use crate::heatmap::types::{Circle, TransformedPoint};

/// Computes the arithmetic mean of a slice of values. Returns 0.0 for empty input.
pub fn mean(values: &[f64]) -> f64 {
    if values.is_empty() {
        return 0.0;
    }
    values.iter().sum::<f64>() / values.len() as f64
}

/// Euclidean distance between two points.
pub fn distance(a: TransformedPoint, b: TransformedPoint) -> f64 {
    ((a.x - b.x).powi(2) + (a.y - b.y).powi(2)).sqrt()
}

/// Circle centred on the centroid of `members` that reaches the farthest
/// member, widened by `padding`.
pub fn enclosing_circle(members: &[TransformedPoint], padding: f64) -> Circle {
    let xs: Vec<f64> = members.iter().map(|p| p.x).collect();
    let ys: Vec<f64> = members.iter().map(|p| p.y).collect();
    let center = TransformedPoint {
        x: mean(&xs),
        y: mean(&ys),
    };

    let radius = members
        .iter()
        .map(|p| distance(*p, center))
        .fold(0.0, f64::max);

    Circle {
        cx: center.x,
        cy: center.y,
        r: radius + padding,
    }
}
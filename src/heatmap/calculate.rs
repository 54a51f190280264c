use anyhow::{Result, ensure};
use serde::Serialize;
use tracing::{debug, info};

use crate::heatmap::grid::Grid;
use crate::heatmap::latest::latest_points;
use crate::heatmap::transform::CoordinateSpace;
use crate::heatmap::types::{Circle, DeviceData};
use crate::heatmap::utility::enclosing_circle;

/// Extra radius added around every congestion circle, matching the size
/// of a rendered latest-position marker.
pub const LATEST_POINT_PADDING: f64 = 0.5;

/// Grid and coordinate-space parameters for a heatmap run.
#[derive(Debug, Clone, Copy, PartialEq, Serialize)]
pub struct HeatmapConfig {
    grid_size: f64,
    space: CoordinateSpace,
    padding: f64,
}

impl Default for HeatmapConfig {
    fn default() -> Self {
        Self {
            grid_size: 5.0,
            space: CoordinateSpace::default(),
            padding: LATEST_POINT_PADDING,
        }
    }
}

impl HeatmapConfig {
    pub fn new(grid_size: f64, min_coord: f64, max_coord: f64) -> Result<Self> {
        ensure!(
            grid_size.is_finite() && grid_size > 0.0,
            "grid size must be a positive number, got {grid_size}"
        );

        Ok(Self {
            grid_size,
            space: CoordinateSpace::checked(min_coord, max_coord)?,
            padding: LATEST_POINT_PADDING,
        })
    }

    pub fn with_padding(mut self, padding: f64) -> Result<Self> {
        ensure!(
            padding.is_finite() && padding >= 0.0,
            "padding must be a non-negative number, got {padding}"
        );
        self.padding = padding;
        Ok(self)
    }

    pub fn grid_size(&self) -> f64 {
        self.grid_size
    }

    pub fn space(&self) -> &CoordinateSpace {
        &self.space
    }

    pub fn padding(&self) -> f64 {
        self.padding
    }
}

/// Computes congestion circles with the default grid (`5`) and coordinate
/// space (`0..21`).
pub fn calculate<S: AsRef<str>>(
    data: &DeviceData,
    selected: &[S],
    congestion_threshold: usize,
) -> Vec<Circle> {
    calculate_with(data, selected, congestion_threshold, &HeatmapConfig::default())
}

/// Computes congestion circles from the latest position of each selected
/// device.
///
/// Latest positions are binned into a square grid; every cell holding at
/// least `congestion_threshold` devices yields one circle around its members.
/// Fewer than two positioned devices never form congestion, so an empty list
/// is returned. Circles come out in the order their cells were first filled.
pub fn calculate_with<S: AsRef<str>>(
    data: &DeviceData,
    selected: &[S],
    congestion_threshold: usize,
    config: &HeatmapConfig,
) -> Vec<Circle> {
    let latest = latest_points(data, selected);
    if latest.len() < 2 {
        debug!(
            positioned = latest.len(),
            "Not enough positioned devices for congestion"
        );
        return Vec::new();
    }

    let mut grid = Grid::new(config.grid_size);
    for (_, point) in &latest {
        grid.insert(config.space.transform_point(point));
    }

    debug!(
        positioned = latest.len(),
        cells = grid.len(),
        "Latest positions binned"
    );

    let mut circles = Vec::new();
    for (key, members) in grid.cells() {
        if members.len() < congestion_threshold {
            continue;
        }

        circles.push(enclosing_circle(members, config.padding));
        info!(cell = %key, device_count = members.len(), "Congested grid cell");
    }

    circles
}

========================================================================

## TASK BRIEF
Using the material, show each line where the string "every" can be found.

## RESULT
/// Extra radius added around every congestion circle, matching the size
/// Latest positions are binned into a square grid; every cell holding at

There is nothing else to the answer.